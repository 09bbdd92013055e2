//! Matchmaking configuration containers.

#[cfg(test)]
#[path = "mm_config_test.rs"]
mod mm_config_test;

use std::collections::BTreeMap;

use wire::state::MatchmakingConfiguration;

use crate::consts::{CONTAINER_PADDING, SINGLE_CONTAINER_WIDTH};
use crate::geom::{Point, Rect};
use crate::layout::row;
use crate::reconcile::{HasBounds, ReconcileReport, Reconciled, identifies, reconcile};
use crate::render::{DrawCommand, NodeId};

#[derive(Debug, Clone, PartialEq)]
pub struct ConfigBox {
    pub record: MatchmakingConfiguration,
    bounds: Rect,
    label: String,
}

impl ConfigBox {
    #[must_use]
    pub fn name(&self) -> &str {
        &self.record.name
    }

    #[must_use]
    pub fn is_named(&self, ident: &str) -> bool {
        identifies(&self.record.name, self.record.configuration_arn.as_deref(), ident)
    }
}

impl HasBounds for ConfigBox {
    fn bounds(&self) -> Rect {
        self.bounds
    }
}

impl Reconciled for ConfigBox {
    type Record = MatchmakingConfiguration;

    fn create(record: &MatchmakingConfiguration, anchor: Point) -> Self {
        Self { record: record.clone(), bounds: Rect::around(anchor, 0.0), label: String::new() }
    }

    fn node(&self) -> NodeId {
        NodeId::Config(self.record.name.clone())
    }

    fn apply(&mut self, record: &MatchmakingConfiguration, commands: &mut Vec<DrawCommand>) {
        self.record = record.clone();
        let text = match &record.flex_match_mode {
            Some(mode) => format!("{} ({mode})", record.name),
            None => record.name.clone(),
        };
        if self.label != text {
            commands.push(DrawCommand::Label { node: self.node(), text: text.clone() });
            self.label = text;
        }
    }

    fn set_bounds(&mut self, bounds: Rect, commands: &mut Vec<DrawCommand>) {
        if self.bounds != bounds {
            self.bounds = bounds;
            commands.push(DrawCommand::Resize { node: self.node(), bounds });
        }
    }
}

/// Every matchmaking configuration in the current snapshot, keyed by name.
#[derive(Debug, Clone, Default)]
pub struct MatchmakingConfigs {
    configs: BTreeMap<String, ConfigBox>,
}

impl MatchmakingConfigs {
    #[must_use]
    pub fn new() -> Self {
        Self::default()
    }

    pub fn update(
        &mut self,
        records: &[MatchmakingConfiguration],
        region: Rect,
        commands: &mut Vec<DrawCommand>,
    ) -> ReconcileReport {
        let report = reconcile(&mut self.configs, records, region.center(), None, commands);
        let slots = row(region, self.configs.len(), CONTAINER_PADDING, SINGLE_CONTAINER_WIDTH);
        for (config, slot) in self.configs.values_mut().zip(slots) {
            config.set_bounds(slot, commands);
        }
        report
    }

    #[must_use]
    pub fn get(&self, name: &str) -> Option<&ConfigBox> {
        self.configs.get(name)
    }

    /// A configuration by name, ARN, or ARN suffix.
    #[must_use]
    pub fn get_by_name_or_arn(&self, ident: &str) -> Option<&ConfigBox> {
        self.configs.get(ident).or_else(|| self.configs.values().find(|c| c.is_named(ident)))
    }

    pub fn iter(&self) -> impl Iterator<Item = &ConfigBox> {
        self.configs.values()
    }

    #[must_use]
    pub fn len(&self) -> usize {
        self.configs.len()
    }

    #[must_use]
    pub fn is_empty(&self) -> bool {
        self.configs.is_empty()
    }
}
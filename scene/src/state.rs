//! The scene's single owner of mutable state.
//!
//! Every handler receives `&mut SceneState`; nothing in the scene is global.
//! Movement sequencing lives in `animator`, snapshot reconciliation here.

#[cfg(test)]
#[path = "state_test.rs"]
mod state_test;

use rand::SeedableRng;
use rand::rngs::StdRng;
use serde::Serialize;
use serde_json::Value;
use wire::{Reassembler, State};

use crate::clock::Clock;
use crate::config::SceneConfig;
use crate::fleet::Fleets;
use crate::geom::{Point, Rect};
use crate::layout::jitter_within;
use crate::matches::{Match, MatchState};
use crate::mm_config::MatchmakingConfigs;
use crate::motion::{Animatable, Timing};
use crate::player::{Player, PlayerState};
use crate::queue::GameSessionQueues;
use crate::reconcile::{HasBounds, ReconcileReport};
use crate::registry::{Matches, Players};
use crate::render::DrawCommand;

/// Scene bands, derived from the scene size.
#[derive(Debug, Clone, Copy, PartialEq, Serialize)]
pub struct Regions {
    /// Column on the left where new players appear.
    pub spawn: Rect,
    pub configs: Rect,
    pub queues: Rect,
    pub fleets: Rect,
}

impl Regions {
    #[must_use]
    pub fn for_size(width: f64, height: f64) -> Self {
        let band_width = (width - 220.0).max(0.0);
        Self {
            spawn: Rect::new(20.0, 80.0, 140.0, (height - 160.0).max(0.0)),
            configs: Rect::new(200.0, 40.0, band_width, 200.0),
            queues: Rect::new(200.0, 320.0, band_width, 140.0),
            fleets: Rect::new(200.0, 540.0, band_width, (height - 560.0).max(0.0)),
        }
    }
}

pub struct SceneState {
    pub(crate) config: SceneConfig,
    pub(crate) regions: Regions,
    pub(crate) players: Players,
    pub(crate) matches: Matches,
    pub(crate) fleets: Fleets,
    pub(crate) queues: GameSessionQueues,
    pub(crate) configs: MatchmakingConfigs,
    pub(crate) clock: Clock,
    pub(crate) reassembler: Reassembler,
    pub(crate) snapshot: Option<State>,
    pub(crate) rng: StdRng,
    pub(crate) commands: Vec<DrawCommand>,
    pub(crate) outbound: Vec<Value>,
}

impl SceneState {
    #[must_use]
    pub fn new(config: SceneConfig) -> Self {
        let rng = match config.seed {
            Some(seed) => StdRng::seed_from_u64(seed),
            None => StdRng::from_os_rng(),
        };
        Self {
            regions: Regions::for_size(config.width, config.height),
            players: Players::new(),
            matches: Matches::new(),
            fleets: Fleets::new(),
            queues: GameSessionQueues::new(),
            configs: MatchmakingConfigs::new(),
            clock: Clock::new(),
            reassembler: Reassembler::new(config.multipart_ttl_ms),
            snapshot: None,
            rng,
            commands: Vec::new(),
            outbound: Vec::new(),
            config,
        }
    }

    #[must_use]
    pub fn config(&self) -> &SceneConfig {
        &self.config
    }

    #[must_use]
    pub fn regions(&self) -> &Regions {
        &self.regions
    }

    #[must_use]
    pub fn players(&self) -> &Players {
        &self.players
    }

    #[must_use]
    pub fn matches(&self) -> &Matches {
        &self.matches
    }

    #[must_use]
    pub fn fleets(&self) -> &Fleets {
        &self.fleets
    }

    #[must_use]
    pub fn queues(&self) -> &GameSessionQueues {
        &self.queues
    }

    #[must_use]
    pub fn configs(&self) -> &MatchmakingConfigs {
        &self.configs
    }

    #[must_use]
    pub fn now_ms(&self) -> u64 {
        self.clock.now_ms()
    }

    /// The most recent snapshot, kept for alias resolution.
    #[must_use]
    pub fn snapshot(&self) -> Option<&State> {
        self.snapshot.as_ref()
    }

    /// Draw commands issued since the last drain.
    #[must_use]
    pub fn commands(&self) -> &[DrawCommand] {
        &self.commands
    }

    pub(crate) fn timing(&self) -> Timing {
        Timing { move_speed: self.config.move_speed, fade_ms: self.config.fade_ms }
    }

    /// Reconcile every container collection against a full snapshot.
    pub fn apply_snapshot(&mut self, state: State) -> ReconcileReport {
        let mut report =
            self.configs
                .update(&state.matchmaking_configurations, self.regions.configs, &mut self.commands);
        report.merge(self.queues.update(&state, self.regions.queues, &mut self.commands));
        report.merge(self.fleets.update(&state.fleets, self.regions.fleets, &mut self.commands));
        tracing::debug!(
            added = report.added.len(),
            removed = report.removed.len(),
            updated = report.updated,
            "snapshot reconciled"
        );
        self.snapshot = Some(state);
        report
    }

    /// Register a player in the spawn column unless it already exists.
    pub fn ensure_player(&mut self, player_id: &str) {
        if self.players.contains(player_id) {
            return;
        }
        let at = jitter_within(self.regions.spawn, 1.0, &mut self.rng);
        if let Err(error) = self.players.add(Player::new(player_id, at), &mut self.commands) {
            tracing::warn!(%player_id, %error, "failed to add player");
        }
    }

    /// Register a forming match. Returns false if the id is taken.
    pub fn create_match(&mut self, match_id: &str, at: Point, expected: usize, origin_config: Option<String>) -> bool {
        match self.matches.add(Match::new(match_id, at, expected, origin_config), &mut self.commands) {
            Ok(()) => {
                tracing::debug!(%match_id, expected, "match created");
                true
            }
            Err(error) => {
                tracing::debug!(%match_id, %error, "match not created");
                false
            }
        }
    }

    /// Center of a matchmaking configuration's box, by name or ARN.
    #[must_use]
    pub fn config_center(&self, ident: &str) -> Option<Point> {
        self.configs.get_by_name_or_arn(ident).map(|c| c.bounds().center())
    }

    /// No entity has a destination in flight.
    #[must_use]
    pub fn is_idle(&self) -> bool {
        !self.players.get_all().any(|p| p.motion().is_animating())
            && !self.matches.get_all().any(|m| m.motion().is_animating())
    }

    /// Serializable view of the scene.
    #[must_use]
    pub fn summary(&self) -> SceneSummary {
        let now = self.clock.now_ms();
        SceneSummary {
            now_ms: now,
            players: self
                .players
                .get_all()
                .map(|p| PlayerSummary {
                    id: p.id.clone(),
                    state: p.state,
                    position: p.motion().position_at(now),
                    match_id: p.match_id.clone(),
                    active_ticket: p.active_ticket.clone(),
                    queued: p.motion().queued(),
                    animating: p.motion().is_animating(),
                })
                .collect(),
            matches: self
                .matches
                .get_all()
                .map(|m| MatchSummary {
                    id: m.id.clone(),
                    state: m.state,
                    position: m.motion().position_at(now),
                    members: m.members().to_vec(),
                    expected: m.expected,
                    queued: m.motion().queued(),
                })
                .collect(),
            fleets: self
                .fleets
                .iter()
                .map(|f| FleetSummary {
                    id: f.id().to_owned(),
                    status: f.record.status.clone(),
                    instances: f.instances().map(|i| i.record.instance_id.clone()).collect(),
                    game_sessions: f.sessions().map(|s| s.record.game_session_id.clone()).collect(),
                })
                .collect(),
            queues: self.queues.iter().map(|q| q.name().to_owned()).collect(),
            configs: self.configs.iter().map(|c| c.name().to_owned()).collect(),
            pending_multipart: self.reassembler.pending_count(),
        }
    }
}

#[derive(Debug, Clone, PartialEq, Serialize)]
pub struct SceneSummary {
    pub now_ms: u64,
    pub players: Vec<PlayerSummary>,
    pub matches: Vec<MatchSummary>,
    pub fleets: Vec<FleetSummary>,
    pub queues: Vec<String>,
    pub configs: Vec<String>,
    pub pending_multipart: usize,
}

#[derive(Debug, Clone, PartialEq, Serialize)]
pub struct PlayerSummary {
    pub id: String,
    pub state: PlayerState,
    pub position: Point,
    pub match_id: Option<String>,
    pub active_ticket: Option<String>,
    pub queued: usize,
    pub animating: bool,
}

#[derive(Debug, Clone, PartialEq, Serialize)]
pub struct MatchSummary {
    pub id: String,
    pub state: MatchState,
    pub position: Point,
    pub members: Vec<String>,
    pub expected: usize,
    pub queued: usize,
}

#[derive(Debug, Clone, PartialEq, Serialize)]
pub struct FleetSummary {
    pub id: String,
    pub status: Option<String>,
    pub instances: Vec<String>,
    pub game_sessions: Vec<String>,
}
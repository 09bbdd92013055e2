//! Scene controller: the composition root a host drives.
//!
//! The host feeds raw text frames into [`Scene::ingest`], ticks the clock
//! with [`Scene::advance`], and drains draw commands and outbound requests
//! once per frame. Everything inside runs on the caller's thread.

#[cfg(test)]
#[path = "controller_test.rs"]
mod controller_test;

use serde_json::Value;
use wire::Message;

use crate::bus::{DispatchReport, EventBus, Outbox, SubscriptionId};
use crate::clock::TimerId;
use crate::config::SceneConfig;
use crate::error::SceneError;
use crate::render::DrawCommand;
use crate::state::{SceneState, SceneSummary};
use crate::{flexmatch, placement};

/// Handle for a running poller; pass it to [`Scene::stop_polling`].
#[derive(Debug, Clone, Copy, PartialEq, Eq)]
pub struct PollHandle(TimerId);

pub struct Scene {
    state: SceneState,
    bus: EventBus<SceneState, Message>,
}

impl Scene {
    /// Build a scene with the snapshot, matchmaking, placement and multipart
    /// subscribers installed.
    #[must_use]
    pub fn new(config: SceneConfig) -> Self {
        let mut bus: EventBus<SceneState, Message> = EventBus::new();

        bus.on(wire::GET_STATE, |state: &mut SceneState, message: &Message, _: &mut Outbox<Message>| {
            if let Message::GetState(get) = message {
                state.apply_snapshot(get.state.clone());
            }
            Ok(())
        });
        bus.on(wire::FLEXMATCH_EVENT, |state: &mut SceneState, message: &Message, _: &mut Outbox<Message>| {
            if let Message::FlexMatchEvent(event) = message {
                flexmatch::handle(state, event);
            }
            Ok(())
        });
        bus.on(wire::QUEUE_PLACEMENT_EVENT, |state: &mut SceneState, message: &Message, _: &mut Outbox<Message>| {
            if let Message::QueuePlacementEvent(event) = message {
                placement::handle(state, event);
            }
            Ok(())
        });
        bus.on(wire::MULTIPART_MESSAGE, |state: &mut SceneState, message: &Message, out: &mut Outbox<Message>| {
            let Message::MultipartMessage(part) = message else {
                return Ok(());
            };
            let now = state.clock.now_ms();
            if let Some(value) = state.reassembler.add_part(part.clone(), now)? {
                let whole = wire::decode_value(value)?;
                tracing::debug!(message_id = %part.message_id, kind = whole.kind(), "multipart message reassembled");
                out.emit(whole);
            }
            Ok(())
        });

        Self { state: SceneState::new(config), bus }
    }

    /// Decode one text frame and dispatch it.
    ///
    /// # Errors
    ///
    /// [`SceneError::Wire`] if the frame is not a valid message; the scene is
    /// left untouched.
    pub fn ingest(&mut self, text: &str) -> Result<DispatchReport, SceneError> {
        let message = wire::decode_message(text)?;
        Ok(self.publish(message))
    }

    /// Dispatch an already decoded message, plus anything its handlers emit.
    pub fn publish(&mut self, message: Message) -> DispatchReport {
        self.bus.emit(message);
        self.bus.dispatch(&mut self.state)
    }

    /// Subscribe a host observer to a message type (or `"*"`).
    pub fn on<F>(&mut self, topic: impl Into<String>, handler: F) -> SubscriptionId
    where
        F: FnMut(&mut SceneState, &Message, &mut Outbox<Message>) -> Result<(), SceneError> + 'static,
    {
        self.bus.on(topic, handler)
    }

    pub fn off(&mut self, id: SubscriptionId) -> bool {
        self.bus.off(id)
    }

    /// Run the scene clock forward by `dt_ms`.
    pub fn advance(&mut self, dt_ms: u64) -> usize {
        self.state.advance(dt_ms)
    }

    /// Start sending `{"Type": request_type}` every `interval_ms`.
    pub fn start_polling(&mut self, request_type: &str, interval_ms: u64) -> PollHandle {
        tracing::debug!(%request_type, interval_ms, "polling started");
        PollHandle(self.state.clock.start_timer(request_type, interval_ms))
    }

    /// Stop a poller. Returns false if it was already stopped.
    pub fn stop_polling(&mut self, handle: PollHandle) -> bool {
        let stopped = self.state.clock.stop_timer(handle.0);
        if stopped {
            tracing::debug!("polling stopped");
        }
        stopped
    }

    /// Add `count` idle players with random ids to the spawn column.
    pub fn spawn_demo_players(&mut self, count: usize) -> Vec<String> {
        (0..count)
            .map(|_| {
                let id = uuid::Uuid::new_v4().to_string();
                self.state.ensure_player(&id);
                id
            })
            .collect()
    }

    /// Take the draw commands issued since the last drain.
    pub fn drain_commands(&mut self) -> Vec<DrawCommand> {
        std::mem::take(&mut self.state.commands)
    }

    /// Take the outbound requests queued since the last drain.
    pub fn drain_outbound(&mut self) -> Vec<Value> {
        std::mem::take(&mut self.state.outbound)
    }

    #[must_use]
    pub fn summary(&self) -> SceneSummary {
        self.state.summary()
    }

    #[must_use]
    pub fn is_idle(&self) -> bool {
        self.state.is_idle()
    }

    #[must_use]
    pub fn state(&self) -> &SceneState {
        &self.state
    }

    pub fn state_mut(&mut self) -> &mut SceneState {
        &mut self.state
    }
}

impl Default for Scene {
    fn default() -> Self {
        Self::new(SceneConfig::default())
    }
}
※ ※ ※
What the exercise asks: Starting with the first line of the records, repeat every line up to and including the one containing "type Record = MatchmakingConfiguration;", and nothing else.

Answer to the problem:
repository 09bbdd92013055e2
//! Matchmaking configuration containers.

#[cfg(test)]
#[path = "mm_config_test.rs"]
mod mm_config_test;

use std::collections::BTreeMap;

use wire::state::MatchmakingConfiguration;

use crate::consts::{CONTAINER_PADDING, SINGLE_CONTAINER_WIDTH};
use crate::geom::{Point, Rect};
use crate::layout::row;
use crate::reconcile::{HasBounds, ReconcileReport, Reconciled, identifies, reconcile};
use crate::render::{DrawCommand, NodeId};

#[derive(Debug, Clone, PartialEq)]
pub struct ConfigBox {
    pub record: MatchmakingConfiguration,
    bounds: Rect,
    label: String,
}

impl ConfigBox {
    #[must_use]
    pub fn name(&self) -> &str {
        &self.record.name
    }

    #[must_use]
    pub fn is_named(&self, ident: &str) -> bool {
        identifies(&self.record.name, self.record.configuration_arn.as_deref(), ident)
    }
}

impl HasBounds for ConfigBox {
    fn bounds(&self) -> Rect {
        self.bounds
    }
}

impl Reconciled for ConfigBox {
    type Record = MatchmakingConfiguration;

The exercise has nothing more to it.